O Globo
O Parlamento não só é conservador, mas vive
mergulhado numa outra dimensão
Os últimos acontecimentos me fizeram pensar
na necessidade de conexão entre Congresso e opinião pública. Muita gente acha
que não há esperança de obter algo ali. Alguns congressistas, por seu lado,
reclamam da passividade social. Apesar de todo o desgaste, existem temas que
interessam diretamente e precisam ser vividos por todos nós.
Um deles é a PEC das Praias. Hoje, a maioria esmagadora da população, a julgar pelas pesquisas, rejeita o texto em discussão no Senado. Mas ele foi aprovado na Câmara e ninguém protestou. Cerca de 90 deputados votaram contra. Não tiveram a iniciativa de buscar apoio fora do Congresso para equilibrar as forças. Certamente pensaram que a sociedade não se moveria. Em alguns momentos, ela não se move mesmo. Mas é preciso sempre tentar.
Da mesma forma, a decisão dos planos de saúde
de abandonar contratos de milhares de pessoas, principalmente idosos, não
motivou uma ação articulada entre Congresso e sociedade, e isso daria muito
mais segurança ao acordo para demover os planos de saúde dessa crueldade.
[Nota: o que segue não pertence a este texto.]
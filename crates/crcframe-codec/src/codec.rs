use bytes::{Buf, BufMut, Bytes, BytesMut};

use crate::error::{FrameError, Result};

/// Frame header: version (1) + kind (1) + length (2) = 4 bytes.
pub const HEADER_SIZE: usize = 4;

/// Trailing CRC-32: 4 bytes.
pub const CHECKSUM_SIZE: usize = 4;

/// Fixed bytes added to every payload on the wire.
pub const FRAME_OVERHEAD: usize = HEADER_SIZE + CHECKSUM_SIZE;

/// Largest payload the 16-bit length field can describe.
pub const MAX_PAYLOAD: usize = u16::MAX as usize;

/// A versioned, typed frame.
///
/// `version` and `kind` are opaque to the codec. The payload is owned by the
/// frame and never borrows from the buffer it was decoded from.
#[derive(Debug, Clone, PartialEq, Eq)]
pub struct Frame {
    /// Caller-assigned format version.
    pub version: u8,
    /// Caller-assigned type tag.
    pub kind: u8,
    /// The message payload.
    pub payload: Bytes,
}

impl Frame {
    /// Create a new frame.
    pub fn new(version: u8, kind: u8, payload: impl Into<Bytes>) -> Self {
        Self {
            version,
            kind,
            payload: payload.into(),
        }
    }

    /// The total wire size of this frame (header + payload + checksum).
    pub fn wire_size(&self) -> usize {
        FRAME_OVERHEAD + self.payload.len()
    }
}

/// The fixed-size fields at the start of every frame.
#[derive(Debug, Clone, Copy, PartialEq, Eq)]
pub struct Header {
    pub version: u8,
    pub kind: u8,
    pub length: u16,
}

impl Header {
    /// Payload length announced by the header.
    pub fn payload_len(&self) -> usize {
        usize::from(self.length)
    }

    /// Number of bytes the whole frame occupies on the wire.
    pub fn frame_len(&self) -> usize {
        self.payload_len() + FRAME_OVERHEAD
    }
}

/// CRC-32 (IEEE, reflected 0xEDB88320), the checksum zlib and gzip use.
pub fn checksum(data: &[u8]) -> u32 {
    crc32fast::hash(data)
}

/// Encode a frame into a freshly allocated buffer.
///
/// Wire format:
/// ```text
/// ┌─────────┬────────┬───────────┬────────────────┬─────────────┐
/// │ Version │ Kind   │ Length    │ Payload        │ CRC-32      │
/// │ (1B)    │ (1B)   │ (2B BE)   │ (Length bytes) │ (4B BE)     │
/// └─────────┴────────┴───────────┴────────────────┴─────────────┘
/// ```
/// The checksum covers every byte before it.
pub fn encode(frame: &Frame) -> Result<Bytes> {
    let mut dst = BytesMut::with_capacity(frame.wire_size());
    encode_into(frame, &mut dst)?;
    Ok(dst.freeze())
}

/// Append the wire encoding of `frame` to `dst`.
///
/// Nothing is written when the payload is oversized.
pub fn encode_into(frame: &Frame, dst: &mut BytesMut) -> Result<()> {
    put_frame(frame.version, frame.kind, &frame.payload, dst)
}

pub(crate) fn put_frame(version: u8, kind: u8, payload: &[u8], dst: &mut BytesMut) -> Result<()> {
    let length = u16::try_from(payload.len()).map_err(|_| FrameError::OversizedPayload {
        size: payload.len(),
        max: MAX_PAYLOAD,
    })?;

    let start = dst.len();
    dst.reserve(FRAME_OVERHEAD + payload.len());
    dst.put_u8(version);
    dst.put_u8(kind);
    dst.put_u16(length);
    dst.put_slice(payload);
    let crc = checksum(&dst[start..]);
    dst.put_u32(crc);
    Ok(())
}

/// Parse the 4-byte header without looking at payload or checksum.
pub fn peek_header(src: &[u8]) -> Result<Header> {
    if src.len() < HEADER_SIZE {
        return Err(FrameError::TruncatedHeader {
            available: src.len(),
        });
    }

    let mut buf = &src[..HEADER_SIZE];
    Ok(Header {
        version: buf.get_u8(),
        kind: buf.get_u8(),
        length: buf.get_u16(),
    })
}

/// Decode one frame from the start of `src`.
///
/// Bytes after the checksum are left alone, so `src` may hold further data.
pub fn decode(src: &[u8]) -> Result<Frame> {
    decode_prefix(src).map(|(frame, _)| frame)
}

/// Decode one frame that must span all of `src`.
pub fn decode_exact(src: &[u8]) -> Result<Frame> {
    let (frame, consumed) = decode_prefix(src)?;
    if consumed != src.len() {
        return Err(FrameError::TrailingData {
            extra: src.len() - consumed,
        });
    }
    Ok(frame)
}

/// Decode one frame from the start of `src` and report how many bytes it used.
pub fn decode_prefix(src: &[u8]) -> Result<(Frame, usize)> {
    let header = peek_header(src)?;

    let payload_end = HEADER_SIZE + header.payload_len();
    if src.len() < payload_end {
        return Err(FrameError::TruncatedPayload {
            expected: header.payload_len(),
            available: src.len() - HEADER_SIZE,
        });
    }

    let frame_end = payload_end + CHECKSUM_SIZE;
    if src.len() < frame_end {
        return Err(FrameError::TruncatedChecksum {
            available: src.len() - payload_end,
        });
    }

    // Recompute over the bytes as received, not over re-encoded fields.
    let received = (&src[payload_end..frame_end]).get_u32();
    let computed = checksum(&src[..payload_end]);
    if received != computed {
        return Err(FrameError::ChecksumMismatch { received, computed });
    }

    let frame = Frame {
        version: header.version,
        kind: header.kind,
        payload: Bytes::copy_from_slice(&src[HEADER_SIZE..payload_end]),
    };
    Ok((frame, frame_end))
}

/// Decode a frame from a stream buffer.
///
/// Returns `Ok(None)` if the buffer doesn't contain a complete frame yet.
/// On success, consumes the frame bytes from the buffer.
pub fn decode_frame(src: &mut BytesMut, max_payload: usize) -> Result<Option<Frame>> {
    if src.len() < HEADER_SIZE {
        return Ok(None); // Need more data
    }

    let header = peek_header(src)?;
    if header.payload_len() > max_payload {
        return Err(FrameError::OversizedPayload {
            size: header.payload_len(),
            max: max_payload,
        });
    }

    let total = header.frame_len();
    if src.len() < total {
        src.reserve(total - src.len());
        return Ok(None); // Need more data
    }

    let (frame, consumed) = decode_prefix(&src[..total])?;
    src.advance(consumed);
    Ok(Some(frame))
}

/// Configuration for frame readers, writers and the stream codec.
#[derive(Debug, Clone, Copy, PartialEq, Eq)]
pub struct FrameConfig {
    /// Maximum payload size in bytes. Default and ceiling: 65535.
    pub max_payload_size: usize,
}

impl FrameConfig {
    /// Configuration with a payload limit, clamped to what the wire can carry.
    pub fn with_max_payload(max_payload_size: usize) -> Self {
        Self {
            max_payload_size: max_payload_size.min(MAX_PAYLOAD),
        }
    }
}

impl Default for FrameConfig {
    fn default() -> Self {
        Self {
            max_payload_size: MAX_PAYLOAD,
        }
    }
}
Por mais que se critiquem Congresso e
governo, a verdade é que precisamos deles, e não é possível seguir com uma
indiferença silenciosa. Reconheço que o panorama não é muito animador. O
governo foi discreto na questão das praias e dos planos de saúde. O Congresso
não só é conservador, mas vive mergulhado numa outra dimensão da política.
No passado, o senador Arnon de Mello matou um
colega a tiros no plenário. Hoje isso é mais difícil porque pelo menos há
detectores de metal. No entanto armas de fogo não são mais o grande perigo. O
problema central hoje são os telefones. Os conflitos são armados com a intenção
de ganhar seguidores nas redes sociais. Os contendores se enfrentam com os
celulares em punho, gritam, xingam e filmam.
Essa imensa cortina de fumaça não dá espaço
para grandes temas serem debatidos em profundidade. É um sinal dos tempos que o
Congresso seja tomado por influenciadores digitais.
Além disso, como dependemos de líderes
carismáticos, as bancadas se formam sem luz própria, são apenas pessoas coladas
na figura do candidato majoritário. Um bom exemplo foi a bancada eleita com
Bolsonaro em 2018. Foi incapaz de realizar algo e se dilacerou em lutas
fratricidas.
Deputados deveriam levar em conta a
sociedade, mesmo quando sabem que perderão. O caso das saidinhas poderia ter
sido mais bem debatido. Perdeu-se uma grande oportunidade de revelar o estado
de nosso sistema penitenciário.
Outro problema que precisa ser vencido talvez
resida nas próprias características da comunicação em tempos de redes sociais.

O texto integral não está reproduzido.